Lastly, you can get scar tissue removal by a doctor, through punch excision. In punch excision, the doctor will remove the scar tissue and would stitch your skin back together. A less invasive form of treatment than punch excision is known as a subcision. A subcision requires a doctor to loosen up the scar tissue by inserting a needle in the area multiple times and combining this treatment with other treatments as well.
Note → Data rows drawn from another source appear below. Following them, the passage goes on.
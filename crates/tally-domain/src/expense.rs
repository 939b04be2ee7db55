//! Dated spending records and their create/update payloads.

use chrono::NaiveDate;
use serde::{Deserialize, Serialize};

use crate::category::Category;
use crate::common::*;

/// A single dated spending record.
#[derive(Debug, Clone, Serialize, Deserialize, PartialEq)]
#[serde(rename_all = "camelCase")]
pub struct Expense {
    pub id: ExpenseId,
    pub description: String,
    pub amount: f64,
    pub expense_date: NaiveDate,
    #[serde(default)]
    pub category: Option<Category>,
}

impl Expense {
    pub fn new(
        id: ExpenseId,
        description: impl Into<String>,
        amount: f64,
        expense_date: NaiveDate,
    ) -> Self {
        Self {
            id,
            description: description.into(),
            amount,
            expense_date,
            category: None,
        }
    }

    pub fn with_category(mut self, category: Category) -> Self {
        self.category = Some(category);
        self
    }

    pub fn category_id(&self) -> Option<CategoryId> {
        self.category.as_ref().map(|category| category.id)
    }

    pub fn category_name(&self) -> Option<&str> {
        self.category.as_ref().map(|category| category.name.as_str())
    }
}

impl Identifiable for Expense {
    fn id(&self) -> i64 {
        self.id
    }
}

impl Amounted for Expense {
    fn amount(&self) -> f64 {
        self.amount
    }
}

/// Create/update payload for an expense.
///
/// The target category travels in the request path, so it is not part of the
/// JSON body.
#[derive(Debug, Clone, Serialize, Deserialize, PartialEq)]
#[serde(rename_all = "camelCase")]
pub struct ExpenseDraft {
    pub description: String,
    pub amount: f64,
    pub expense_date: NaiveDate,
    #[serde(skip)]
    pub category_id: CategoryId,
}

impl ExpenseDraft {
    pub fn new(
        category_id: CategoryId,
        description: impl Into<String>,
        amount: f64,
        expense_date: NaiveDate,
    ) -> Self {
        Self {
            description: description.into(),
            amount,
            expense_date,
            category_id,
        }
    }
}

#[cfg(test)]
mod tests {
    use super::*;

    #[test]
    fn expense_accepts_null_category() {
        let json = r#"{"id":9,"description":"Taxi","amount":30.0,"expenseDate":"2024-03-05","category":null}"#;
        let expense: Expense = serde_json::from_str(json).expect("decode expense");
        assert_eq!(expense.expense_date, NaiveDate::from_ymd_opt(2024, 3, 5).unwrap());
        assert!(expense.category.is_none());
        assert_eq!(expense.category_id(), None);
    }

    #[test]
    fn draft_body_omits_category_id() {
        let draft = ExpenseDraft::new(
            4,
            "Lunch",
            12.5,
            NaiveDate::from_ymd_opt(2024, 3, 1).unwrap(),
        );
        let value = serde_json::to_value(&draft).expect("encode draft");
        assert_eq!(value["expenseDate"], "2024-03-01");
        assert!(value.get("categoryId").is_none());
    }
}
//! Dashboard flow: fetch one month of expenses and aggregate them.

use tally_domain::{MonthlySummary, YearMonth};
use tracing::{debug, warn};

use crate::{aggregate, CoreResult, FinanceApi};

pub struct SummaryService;

impl SummaryService {
    /// Fetches the expenses of `period` and summarises them.
    ///
    /// The month endpoint owns the scoping; every expense it returns counts.
    pub async fn for_month(api: &dyn FinanceApi, period: YearMonth) -> CoreResult<MonthlySummary> {
        let expenses = api.list_expenses_for_month(period).await.map_err(|err| {
            warn!(%period, error = %err, "monthly summary fetch failed");
            err
        })?;
        debug!(%period, count = expenses.len(), "aggregating monthly expenses");
        Ok(aggregate(&expenses))
    }
}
Treatments for Hypertrophic Scars:

1. Silicone

2. Lasers

3. Steroids Injections

4. Surgery 

Hypertrophic Scars are harder and trickier to treat than atrophic scars. Silicone sheets have been shown to help flatten hypertrophic scars when left on the skin for a long period of time. Certain laser treatments such as Fractional CO2 laser has also shown some success with flattening hypertrophic scars. One of the most common ways a dermatologist would use to treat hypertrophic scars is by injecting steroids into the site. Steriods will break the bonds between collagen fibers which will decrease the amount of scar tissue underneath the skin. Lastly, surgery is an option, however, hypertrophic scars have a high likelihood of forming even after surgery. 

Remember, the best thing to do is to take care of your skin to prevent these scars from occurring in the first place! Diminishing scars can take a long time and you might have to do certain procedures multiple times before you are satisfied with your results. Treating acne scars can be costly so make sure to always take great care of your skin!